## PROBLEM TO WORK ON
Lift out each line of the data that holds "first".

## RECORDS
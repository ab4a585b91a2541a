//! Healing-roadmap assembly: turn recent entry summaries plus favorited
//! affirmations into a fixed prompt for the text-generation service, and
//! defensively parse the structured reply out of free text.

use chrono::{DateTime, Utc};
use serde::{Deserialize, Serialize};

use crate::models::affirmation::Affirmation;
use crate::models::mood::{Mood, MoodEntry};
use crate::models::sleep::SleepEntry;
use crate::models::stress::{CopingMethod, StressEntry, Stressor};
use crate::services::stats::{self, sleep_duration_hours};

pub const SYSTEM_PROMPT: &str = "You are a compassionate mental health assistant that creates \
     personalized healing roadmaps. Provide specific, actionable advice based on the user's data.";

const NOTE_PREVIEW_CHARS: usize = 100;
const TOP_STRESSOR_LIMIT: usize = 5;
const RECENT_LIMIT: usize = 5;

#[derive(Debug, Serialize)]
pub struct MoodSummary {
    pub total_entries: usize,
    pub average_mood_score: f64,
    pub most_common_mood: Mood,
    pub mood_distribution: Vec<stats::MoodBucket>,
    pub recent_moods: Vec<RecentMood>,
}

#[derive(Debug, Serialize)]
pub struct RecentMood {
    pub date: DateTime<Utc>,
    pub mood: Mood,
    pub score: i32,
    #[serde(skip_serializing_if = "Option::is_none")]
    pub note: Option<String>,
}

/// Entries are expected newest-first; `None` when there are none.
pub fn mood_summary(entries: &[MoodEntry]) -> Option<MoodSummary> {
    let breakdown = stats::mood_breakdown(entries);
    let most_common = breakdown.first()?.mood;
    let overall = stats::mood_stats(entries);

    Some(MoodSummary {
        total_entries: entries.len(),
        average_mood_score: overall.avg_mood_score?,
        most_common_mood: most_common,
        mood_distribution: breakdown,
        recent_moods: entries
            .iter()
            .take(RECENT_LIMIT)
            .map(|e| RecentMood {
                date: e.created_at,
                mood: e.mood,
                score: e.mood_score,
                note: e.note.as_deref().map(truncate_note),
            })
            .collect(),
    })
}

#[derive(Debug, Serialize)]
pub struct StressSummary {
    pub total_entries: usize,
    pub average_stress_level: f64,
    pub top_stressors: Vec<stats::StressorCount>,
    pub recent_stressors: Vec<RecentStress>,
}

#[derive(Debug, Serialize)]
pub struct RecentStress {
    pub date: DateTime<Utc>,
    pub stress_level: i32,
    #[serde(skip_serializing_if = "Option::is_none")]
    pub main_stressor: Option<Stressor>,
    pub coping_methods: Vec<CopingMethod>,
}

pub fn stress_summary(entries: &[StressEntry]) -> Option<StressSummary> {
    let overall = stats::stress_stats(entries);

    Some(StressSummary {
        total_entries: entries.len(),
        average_stress_level: overall.avg_stress_level?,
        top_stressors: stats::top_stressors(entries, TOP_STRESSOR_LIMIT),
        recent_stressors: entries
            .iter()
            .take(RECENT_LIMIT)
            .map(|e| RecentStress {
                date: e.created_at,
                stress_level: e.stress_level,
                main_stressor: e.stressors.first().copied(),
                coping_methods: e.coping_methods.clone(),
            })
            .collect(),
    })
}

#[derive(Debug, Serialize)]
pub struct SleepSummary {
    pub total_entries: usize,
    pub average_duration: f64,
    pub average_quality: f64,
    pub average_interruptions: f64,
    pub recent_sleep: Vec<RecentSleep>,
}

#[derive(Debug, Serialize)]
pub struct RecentSleep {
    pub date: DateTime<Utc>,
    pub duration: f64,
    pub quality: i32,
    #[serde(skip_serializing_if = "Option::is_none")]
    pub note: Option<String>,
}

pub fn sleep_summary(entries: &[SleepEntry]) -> Option<SleepSummary> {
    let overall = stats::sleep_stats(entries);

    Some(SleepSummary {
        total_entries: entries.len(),
        average_duration: overall.avg_duration?,
        average_quality: overall.avg_quality?,
        average_interruptions: overall.avg_interruptions?,
        recent_sleep: entries
            .iter()
            .take(RECENT_LIMIT)
            .map(|e| RecentSleep {
                date: e.sleep_time,
                duration: sleep_duration_hours(e.sleep_time, e.wake_time),
                quality: e.quality,
                note: e.note.as_deref().map(truncate_note),
            })
            .collect(),
    })
}

fn truncate_note(note: &str) -> String {
    note.chars().take(NOTE_PREVIEW_CHARS).collect()
}

/// Render the fixed 4-week roadmap prompt. Sections for which the user has
/// no data are left out.
pub fn build_prompt(
    mood: Option<&MoodSummary>,
    stress: Option<&StressSummary>,
    sleep: Option<&SleepSummary>,
    affirmations: &[Affirmation],
) -> String {
    let mut prompt =
        String::from("Create a personalized 4-week healing roadmap based on the following user data:\n\n");

    if let Some(m) = mood {
        prompt.push_str(&format!(
            "MOOD DATA (last {} entries):\n- Average mood score: {:.1}/10\n- Most common mood: {}\n- Recent moods: {}\n\n",
            m.total_entries,
            m.average_mood_score,
            m.most_common_mood.as_str(),
            m.recent_moods
                .iter()
                .map(|r| format!("{} ({})", r.mood.as_str(), r.score))
                .collect::<Vec<_>>()
                .join(", "),
        ));
    }

    if let Some(s) = stress {
        prompt.push_str(&format!(
            "STRESS DATA (last {} entries):\n- Average stress level: {:.1}/10\n- Top stressors: {}\n\n",
            s.total_entries,
            s.average_stress_level,
            s.top_stressors
                .iter()
                .map(|t| format!("{} ({}x)", t.stressor.as_str(), t.count))
                .collect::<Vec<_>>()
                .join(", "),
        ));
    }

    if let Some(s) = sleep {
        prompt.push_str(&format!(
            "SLEEP DATA (last {} nights):\n- Average sleep duration: {:.1} hours\n- Average sleep quality: {:.1}/5\n- Average interruptions: {:.1} per night\n\n",
            s.total_entries, s.average_duration, s.average_quality, s.average_interruptions,
        ));
    }

    if !affirmations.is_empty() {
        prompt.push_str(&format!(
            "FAVORITE AFFIRMATIONS (user's top {}):\n",
            affirmations.len()
        ));
        for (i, a) in affirmations.iter().enumerate() {
            prompt.push_str(&format!("{}. \"{}\"\n", i + 1, a.text));
        }
        prompt.push('\n');
    }

    prompt.push_str(
        "Based on this data, create a detailed 4-week healing roadmap that includes:\n\
         1. A brief analysis of the user's current state\n\
         2. Weekly themes focused on improving mood, reducing stress, and enhancing sleep\n\
         3. Specific daily practices or exercises\n\
         4. Recommended resources (books, apps, techniques)\n\
         5. Custom affirmations\n\n\
         Format the response as a JSON object with the following structure:\n\
         {\n  \"analysis\": \"Brief analysis of the user's current state\",\n  \
         \"weeklyThemes\": [\"Theme 1\", \"Theme 2\"],\n  \
         \"weeklyGoals\": [\"Goal 1\", \"Goal 2\"],\n  \
         \"dailyPractices\": [\"Practice 1\", \"Practice 2\"],\n  \
         \"resources\": [{\"type\": \"book\", \"title\": \"...\", \"author\": \"...\", \"why\": \"...\"}],\n  \
         \"affirmations\": [\"Custom affirmation 1\", \"Custom affirmation 2\"]\n}",
    );

    prompt
}

/// The structured roadmap. Field names follow the JSON contract the prompt
/// asks the model to produce.
#[derive(Debug, Clone, Default, Serialize, Deserialize, PartialEq)]
#[serde(rename_all = "camelCase", default)]
pub struct Roadmap {
    pub analysis: String,
    pub weekly_themes: Vec<String>,
    pub weekly_goals: Vec<String>,
    pub daily_practices: Vec<String>,
    pub resources: Vec<serde_json::Value>,
    pub affirmations: Vec<String>,
    #[serde(skip_serializing_if = "Option::is_none")]
    pub raw_response: Option<String>,
}

/// Extract the first balanced `{...}` substring, skipping braces inside JSON
/// string literals. Returns `None` when no complete object is present.
pub fn extract_json(text: &str) -> Option<&str> {
    let start = text.find('{')?;
    let bytes = text.as_bytes();

    let mut depth = 0usize;
    let mut in_string = false;
    let mut escaped = false;

    for (i, &b) in bytes.iter().enumerate().skip(start) {
        if in_string {
            if escaped {
                escaped = false;
            } else if b == b'\\' {
                escaped = true;
            } else if b == b'"' {
                in_string = false;
            }
            continue;
        }
        match b {
            b'"' => in_string = true,
            b'{' => depth += 1,
            b'}' => {
                depth -= 1;
                if depth == 0 {
                    return Some(&text[start..=i]);
                }
            }
            _ => {}
        }
    }
    None
}

/// Parse the model's reply. Malformed or absent JSON never propagates an
/// error: the caller gets empty arrays and the raw text instead.
pub fn parse_roadmap(response: &str) -> Roadmap {
    if let Some(json) = extract_json(response) {
        if let Ok(roadmap) = serde_json::from_str::<Roadmap>(json) {
            return roadmap;
        }
    }

    Roadmap {
        analysis: "Unable to parse AI response".into(),
        raw_response: Some(response.to_string()),
        ..Roadmap::default()
    }
}

#[cfg(test)]
mod tests {
    use super::*;
    use crate::models::affirmation::{AffirmationCategory, AffirmationMetadata, MoodAssociation};
    use sqlx::types::Json;
    use uuid::Uuid;

    #[test]
    fn extracts_single_balanced_object() {
        let text = "Sure! Here is your plan:\n{\"analysis\": \"ok\"}\nHope it helps.";
        assert_eq!(extract_json(text), Some("{\"analysis\": \"ok\"}"));
    }

    #[test]
    fn extracts_nested_braces() {
        let text = "prefix {\"a\": {\"b\": 1}} suffix";
        assert_eq!(extract_json(text), Some("{\"a\": {\"b\": 1}}"));
    }

    #[test]
    fn ignores_braces_inside_strings() {
        let text = r#"{"analysis": "use {curly} braces", "weeklyThemes": []}"#;
        assert_eq!(extract_json(text), Some(text));
    }

    #[test]
    fn unterminated_object_yields_none() {
        assert_eq!(extract_json("{\"analysis\": \"oops\""), None);
    }

    #[test]
    fn parse_round_trips_well_formed_reply() {
        let reply = r#"Here you go:
{
  "analysis": "Steady progress",
  "weeklyThemes": ["Grounding", "Connection"],
  "weeklyGoals": ["Sleep by 23:00"],
  "dailyPractices": ["Morning walk"],
  "resources": [{"type": "book", "title": "Why We Sleep", "author": "M. Walker", "why": "sleep science"}],
  "affirmations": ["I am resilient"]
}"#;
        let roadmap = parse_roadmap(reply);
        assert_eq!(roadmap.analysis, "Steady progress");
        assert_eq!(roadmap.weekly_themes, vec!["Grounding", "Connection"]);
        assert_eq!(roadmap.weekly_goals, vec!["Sleep by 23:00"]);
        assert_eq!(roadmap.daily_practices, vec!["Morning walk"]);
        assert_eq!(roadmap.resources.len(), 1);
        assert_eq!(roadmap.affirmations, vec!["I am resilient"]);
        assert!(roadmap.raw_response.is_none());
    }

    #[test]
    fn parse_without_any_brace_falls_back() {
        let reply = "I'm sorry, I can't produce JSON right now.";
        let roadmap = parse_roadmap(reply);
        assert_eq!(roadmap.analysis, "Unable to parse AI response");
        assert!(roadmap.weekly_themes.is_empty());
        assert!(roadmap.resources.is_empty());
        assert_eq!(roadmap.raw_response.as_deref(), Some(reply));
    }

    #[test]
    fn parse_malformed_json_falls_back() {
        let reply = "{\"analysis\": unquoted}";
        let roadmap = parse_roadmap(reply);
        assert_eq!(roadmap.raw_response.as_deref(), Some(reply));
    }

    fn favorite(text: &str) -> Affirmation {
        Affirmation {
            id: Uuid::new_v4(),
            text: text.into(),
            category: AffirmationCategory::General,
            mood_association: vec![MoodAssociation::All],
            is_active: true,
            is_custom: false,
            created_by: None,
            source: "system".into(),
            favorites: vec![],
            favorite_count: 0,
            ratings: Json(vec![]),
            average_rating: 0.0,
            metadata: Json(AffirmationMetadata::default()),
            created_at: Utc::now(),
            updated_at: Utc::now(),
        }
    }

    #[test]
    fn prompt_includes_only_available_sections() {
        let prompt = build_prompt(None, None, None, &[favorite("I am calm.")]);
        assert!(!prompt.contains("MOOD DATA"));
        assert!(!prompt.contains("STRESS DATA"));
        assert!(!prompt.contains("SLEEP DATA"));
        assert!(prompt.contains("FAVORITE AFFIRMATIONS (user's top 1):"));
        assert!(prompt.contains("\"I am calm.\""));
        assert!(prompt.contains("weeklyThemes"));
    }

    #[test]
    fn empty_entry_sets_produce_no_summary() {
        assert!(mood_summary(&[]).is_none());
        assert!(stress_summary(&[]).is_none());
        assert!(sleep_summary(&[]).is_none());
    }
}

## THE ANSWER
/// Entries are expected newest-first; `None` when there are none.
    let most_common = breakdown.first()?.mood;
                main_stressor: e.stressors.first().copied(),
/// Extract the first balanced `{...}` substring, skipping braces inside JSON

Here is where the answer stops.